In Hammett's system, the artist initiates, making marks supported by the magnetic field – in my drawings the artist finds evidence of other invisible marks. In the former, the artist plays the more active role, the creator making things, in the latter the artist works more passively recording and mapping, but not in an objective way. The two are significantly complementary, and indicate the potential for three-dimensional drawing, but how can we take these practices forward and what applications might the process of three-dimensional drawing find?
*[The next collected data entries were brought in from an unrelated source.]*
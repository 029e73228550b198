//! Trade: a journaled position and the ledger that belongs to it.

use super::action::Action;
use super::ids::TradeId;
use chrono::{DateTime, Utc};
use serde::{Deserialize, Serialize};

/// Position lifecycle. CLOSED is terminal.
#[derive(Debug, Clone, Copy, PartialEq, Eq, Hash, Serialize, Deserialize)]
#[serde(rename_all = "SCREAMING_SNAKE_CASE")]
pub enum TradeStatus {
    Open,
    Closed,
}

/// One planned take-profit level. Display only; never read by the calculators.
#[derive(Debug, Clone, Copy, PartialEq, Serialize, Deserialize)]
pub struct PlanTarget {
    pub price: f64,
    /// Share of the position planned to exit at this level, in percent.
    pub weight_pct: f64,
}

/// The write-once record produced when a position closes.
///
/// Once stored on a CLOSED trade this is the historical fact; nothing in the
/// engine recomputes it afterwards.
#[derive(Debug, Clone, Copy, PartialEq, Serialize, Deserialize)]
pub struct FinalResults {
    pub final_pnl: f64,
    /// `final_pnl / total_buy_amount`; `None` when nothing was bought.
    pub final_roi: Option<f64>,
    /// `None` when no stop-loss was planned or the planned risk is not positive.
    pub final_r_multiple: Option<f64>,
}

/// A journaled position.
#[derive(Debug, Clone, PartialEq, Serialize, Deserialize)]
pub struct Trade {
    pub id: TradeId,
    pub symbol: String,
    pub status: TradeStatus,
    #[serde(default)]
    pub actions: Vec<Action>,

    // ── Plan ──
    #[serde(default, skip_serializing_if = "Option::is_none")]
    pub plan_stop_loss: Option<f64>,
    #[serde(default, skip_serializing_if = "Vec::is_empty")]
    pub plan_targets: Vec<PlanTarget>,
    /// Commission as a percentage of notional: `0.07` means 0.07 %, not 7 %.
    /// `None` lets the loader fill in the configured default.
    #[serde(default, skip_serializing_if = "Option::is_none")]
    pub commission_rate: Option<f64>,

    // ── Tags ──
    #[serde(default, skip_serializing_if = "Option::is_none")]
    pub strategy: Option<String>,
    #[serde(default, skip_serializing_if = "Option::is_none")]
    pub mistake_type: Option<String>,

    // ── Dates ──
    pub start_date: DateTime<Utc>,
    #[serde(default, skip_serializing_if = "Option::is_none")]
    pub end_date: Option<DateTime<Utc>>,

    #[serde(default, skip_serializing_if = "Option::is_none")]
    pub final_results: Option<FinalResults>,
}

impl Trade {
    /// An OPEN position with an empty ledger.
    pub fn new(id: impl Into<TradeId>, symbol: impl Into<String>, start_date: DateTime<Utc>) -> Self {
        Self {
            id: id.into(),
            symbol: symbol.into(),
            status: TradeStatus::Open,
            actions: Vec::new(),
            plan_stop_loss: None,
            plan_targets: Vec::new(),
            commission_rate: None,
            strategy: None,
            mistake_type: None,
            start_date,
            end_date: None,
            final_results: None,
        }
    }

    /// An OPEN position seeded with its initial BUY; the start date is the fill date.
    pub fn with_initial_buy(
        id: impl Into<TradeId>,
        symbol: impl Into<String>,
        price: f64,
        quantity: u64,
        date: DateTime<Utc>,
    ) -> Self {
        let mut trade = Self::new(id, symbol, date);
        trade.actions.push(Action::buy(price, quantity, date));
        trade
    }

    pub fn with_stop_loss(mut self, stop: f64) -> Self {
        self.plan_stop_loss = Some(stop);
        self
    }

    pub fn with_commission_rate(mut self, rate_pct: f64) -> Self {
        self.commission_rate = Some(rate_pct);
        self
    }

    pub fn with_strategy(mut self, strategy: impl Into<String>) -> Self {
        self.strategy = Some(strategy.into());
        self
    }

    pub fn with_mistake(mut self, mistake: impl Into<String>) -> Self {
        self.mistake_type = Some(mistake.into());
        self
    }

    pub fn with_targets(mut self, targets: Vec<PlanTarget>) -> Self {
        self.plan_targets = targets;
        self
    }

    pub fn is_open(&self) -> bool {
        self.status == TradeStatus::Open
    }

    pub fn is_closed(&self) -> bool {
        self.status == TradeStatus::Closed
    }

    /// Commission rate in percent, zero when none is recorded.
    pub fn effective_commission_rate(&self) -> f64 {
        self.commission_rate.unwrap_or(0.0)
    }

    /// Whole days between start and end; `None` while the position has no end date.
    pub fn holding_days(&self) -> Option<i64> {
        self.end_date.map(|end| holding_days(self.start_date, end))
    }

    /// Date of the most recent action, if any.
    pub fn last_action_date(&self) -> Option<DateTime<Utc>> {
        self.actions.iter().map(|a| a.date).max()
    }
}

/// Whole days elapsed between two instants (truncated toward zero).
pub fn holding_days(start: DateTime<Utc>, end: DateTime<Utc>) -> i64 {
    (end - start).num_days()
}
One direction is suggested by the situation of drawing somewhere between representation and notation. The three-dimensional is often seen as delivering greater fidelity for representations, as in the move from still photography to silent black and white moving images through the addition of sound and colour and on to 3D cinema. Much virtual reality work and computer modelling is also driven by a desire to construct representations which appear close to our perception of the real world. In drawing, this representational fidelity is rarely important. The challenge in drawing is often to find 'the right notation' for something, whether it be a physical object, an emotion, a concept or something else. In two dimensions the notation can be related to representation, as in the drawings of Gordon Cullen (1961). These frequently serve as notations for arrangements of urban space in an abstract way, although representational features are used as part of the notation. The diagrams drawn by scientists and engineers are frequently notational, not because they may use literal symbols, but because whole diagrams or parts of them serve as symbols referring, to ideas or concepts. In three-dimensional drawing, we are beginning to explore new ways of making marks, the possibility that these will enable us to develop new notations is an exciting one which will require collaboration between drawing  practitioners from diverse disciplines to realize.
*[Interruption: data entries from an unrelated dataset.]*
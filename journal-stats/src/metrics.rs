//! Performance statistics: pure functions over closed trades.
//!
//! Every metric reads only the stored final results of CLOSED trades; nothing
//! here re-prices a ledger. Ratios with no defined value are `None`.

use crate::breakdown::{by_strategy, mistake_histogram, MistakeCount, StrategyBreakdown};
use crate::config::StatsConfig;
use chrono::{DateTime, Utc};
use journal_core::domain::holding_days;
use journal_core::{Trade, TradeId};
use serde::{Deserialize, Serialize};
use tracing::warn;

/// The slice of a CLOSED trade that statistics read.
#[derive(Debug, Clone, PartialEq, Serialize, Deserialize)]
pub struct ClosedTrade {
    pub trade_id: TradeId,
    pub final_pnl: f64,
    pub final_r_multiple: Option<f64>,
    pub strategy: Option<String>,
    pub mistake_type: Option<String>,
    pub start_date: DateTime<Utc>,
    pub end_date: DateTime<Utc>,
}

/// Win / loss classification. Zero PnL is neither.
#[derive(Debug, Clone, Copy, PartialEq, Eq, Serialize, Deserialize)]
pub enum Outcome {
    Win,
    Loss,
    Breakeven,
}

impl ClosedTrade {
    /// `None` unless the trade is CLOSED with stored final results and an end date.
    pub fn from_trade(trade: &Trade) -> Option<Self> {
        let results = trade.final_results()?;
        let end_date = trade.end_date?;
        Some(Self {
            trade_id: trade.id.clone(),
            final_pnl: results.final_pnl,
            final_r_multiple: results.final_r_multiple,
            strategy: trade.strategy.clone(),
            mistake_type: trade.mistake_type.clone(),
            start_date: trade.start_date,
            end_date,
        })
    }

    pub fn outcome(&self) -> Outcome {
        if self.final_pnl > 0.0 {
            Outcome::Win
        } else if self.final_pnl < 0.0 {
            Outcome::Loss
        } else {
            Outcome::Breakeven
        }
    }

    pub fn is_winner(&self) -> bool {
        self.outcome() == Outcome::Win
    }

    pub fn is_loser(&self) -> bool {
        self.outcome() == Outcome::Loss
    }

    pub fn holding_days(&self) -> i64 {
        holding_days(self.start_date, self.end_date)
    }
}

/// Extract the closed trades from a journal. OPEN trades are skipped; CLOSED
/// trades missing their stored results are skipped with a warning.
pub fn closed_trades(trades: &[Trade]) -> Vec<ClosedTrade> {
    trades
        .iter()
        .filter(|t| t.is_closed())
        .filter_map(|t| {
            let closed = ClosedTrade::from_trade(t);
            if closed.is_none() {
                warn!(trade = %t.id, "closed trade has no stored final results; excluded from stats");
            }
            closed
        })
        .collect()
}

/// Aggregate performance over a set of closed trades.
#[derive(Debug, Clone, PartialEq, Default, Serialize, Deserialize)]
pub struct PerformanceStats {
    pub total_trades: usize,
    pub winning_trades: usize,
    pub losing_trades: usize,
    pub breakeven_trades: usize,
    /// Percent, 0–100.
    pub win_rate: f64,
    pub total_pnl: f64,
    pub max_profit: Option<f64>,
    pub max_loss: Option<f64>,
    pub avg_win_amount: Option<f64>,
    /// Mean of |loss| over losing trades.
    pub avg_loss_amount: Option<f64>,
    /// `None` when there are no losing trades.
    pub profit_factor: Option<f64>,
    /// `total_pnl / total_trades`
    pub expectancy: Option<f64>,
    pub avg_r_multiple: Option<f64>,
    pub avg_holding_days: Option<f64>,
    pub max_win_streak: usize,
    pub max_lose_streak: usize,
    pub by_strategy: Vec<StrategyBreakdown>,
    pub mistakes: Vec<MistakeCount>,
}

impl PerformanceStats {
    /// Compute all statistics with default settings.
    pub fn compute(trades: &[ClosedTrade]) -> Self {
        Self::compute_with(trades, &StatsConfig::default())
    }

    pub fn compute_with(trades: &[ClosedTrade], config: &StatsConfig) -> Self {
        let winners: Vec<f64> = trades.iter().filter(|t| t.is_winner()).map(|t| t.final_pnl).collect();
        let losers: Vec<f64> = trades.iter().filter(|t| t.is_loser()).map(|t| t.final_pnl).collect();
        let streaks = max_streaks(trades);

        Self {
            total_trades: trades.len(),
            winning_trades: winners.len(),
            losing_trades: losers.len(),
            breakeven_trades: trades.len() - winners.len() - losers.len(),
            win_rate: win_rate(trades),
            total_pnl: total_pnl(trades),
            max_profit: trades.iter().map(|t| t.final_pnl).reduce(f64::max),
            max_loss: trades.iter().map(|t| t.final_pnl).reduce(f64::min),
            avg_win_amount: mean(&winners),
            avg_loss_amount: mean(&losers.iter().map(|l| l.abs()).collect::<Vec<_>>()),
            profit_factor: profit_factor(trades),
            expectancy: mean(&trades.iter().map(|t| t.final_pnl).collect::<Vec<_>>()),
            avg_r_multiple: avg_r_multiple(trades),
            avg_holding_days: avg_holding_days(trades),
            max_win_streak: streaks.max_win_streak,
            max_lose_streak: streaks.max_lose_streak,
            by_strategy: by_strategy(trades, config.min_trades_per_strategy),
            mistakes: mistake_histogram(trades),
        }
    }
}

// ─── Individual metric functions ────────────────────────────────────

/// Winning trades as a percentage of all trades; 0 for an empty set.
pub fn win_rate(trades: &[ClosedTrade]) -> f64 {
    if trades.is_empty() {
        return 0.0;
    }
    let winners = trades.iter().filter(|t| t.is_winner()).count();
    winners as f64 / trades.len() as f64 * 100.0
}

pub fn total_pnl(trades: &[ClosedTrade]) -> f64 {
    trades.iter().map(|t| t.final_pnl).sum()
}

/// Gross profit / gross loss.
///
/// `None` when there are no losing trades: the ratio is undefined, and
/// reporting a cap or infinity would mislead.
pub fn profit_factor(trades: &[ClosedTrade]) -> Option<f64> {
    let gross_loss: f64 = trades.iter().filter(|t| t.is_loser()).map(|t| t.final_pnl.abs()).sum();
    if gross_loss <= 0.0 {
        return None;
    }
    let gross_profit: f64 = trades.iter().filter(|t| t.is_winner()).map(|t| t.final_pnl).sum();
    Some(gross_profit / gross_loss)
}

/// Mean R-multiple over trades that have one.
pub fn avg_r_multiple(trades: &[ClosedTrade]) -> Option<f64> {
    let rs: Vec<f64> = trades.iter().filter_map(|t| t.final_r_multiple).collect();
    mean(&rs)
}

/// Mean whole-day holding period.
pub fn avg_holding_days(trades: &[ClosedTrade]) -> Option<f64> {
    let days: Vec<f64> = trades.iter().map(|t| t.holding_days() as f64).collect();
    mean(&days)
}

/// Longest runs of consecutive wins and losses.
#[derive(Debug, Clone, Copy, PartialEq, Eq, Default, Serialize, Deserialize)]
pub struct Streaks {
    pub max_win_streak: usize,
    pub max_lose_streak: usize,
}

/// Walk trades in close-date order and measure the longest win and loss runs.
///
/// A breakeven trade ends both runs without starting a new one.
pub fn max_streaks(trades: &[ClosedTrade]) -> Streaks {
    let mut ordered: Vec<&ClosedTrade> = trades.iter().collect();
    ordered.sort_by_key(|t| t.end_date);

    let mut streaks = Streaks::default();
    let mut wins = 0;
    let mut losses = 0;

    for trade in ordered {
        match trade.outcome() {
            Outcome::Win => {
                wins += 1;
                losses = 0;
            }
            Outcome::Loss => {
                losses += 1;
                wins = 0;
            }
            Outcome::Breakeven => {
                wins = 0;
                losses = 0;
            }
        }
        streaks.max_win_streak = streaks.max_win_streak.max(wins);
        streaks.max_lose_streak = streaks.max_lose_streak.max(losses);
    }
    streaks
}

// ─── Helpers ────────────────────────────────────────────────────────

pub(crate) fn mean(values: &[f64]) -> Option<f64> {
    if values.is_empty() {
        return None;
    }
    Some(values.iter().sum::<f64>() / values.len() as f64)
}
Cullen, G. (1961) Townscape The Architectural Press, London.

Dexter, E. (2005) Vitamin D. New Perspectives in Drawing, Phaidon Press Ltd, London.

Ginsborg, M. (2001) 'Introduction', in Kingston, A. (ed) The Centre for Drawing, The first year, pp7–10, Wimbledon School of Art, London.

Hambly, M. (1988) Drawing Instruments 1580 – 1980 Sotheby's Publications, London.

Hammett, B. J. (unpublished) Drawing in 3D Space, Final year undergraduate project report, School of Computing, University of Leeds, 2005.

Hayter, S. W. (1966) New Ways of Gravure Oxford University Press, Oxford.

Jerwood Drawing Prize 2005, Conditions of Entry http://www.wimbledon.ac.uk/jerwood/entry/insert.pdf visited 23/01/06

Lucie-Smith, E. (1969) Movements in Art since 1945 Thames & Hudson, London.

McDonough, T. 'Fluid Spaces: Constant and the Situationist Critique of Architecture' in (de Zegher, C., & Wigley, M. 2001) pp93–104.

Schwabsky, B. (2004) Alexis Harding: Andrew Mummery Gallery – London', ArtForum, Jan 2004.

Wigley, M. 'Paper, Scissors, Blur' in (de Zegher, C., & Wigley, M. 2001) pp27–56.

de Zegher, C., & Wigley, M. (2001) The Activist Drawing. Retracting Situationist Architecture from Constant's New Babylon to Beyond. The Drawing Center, New York.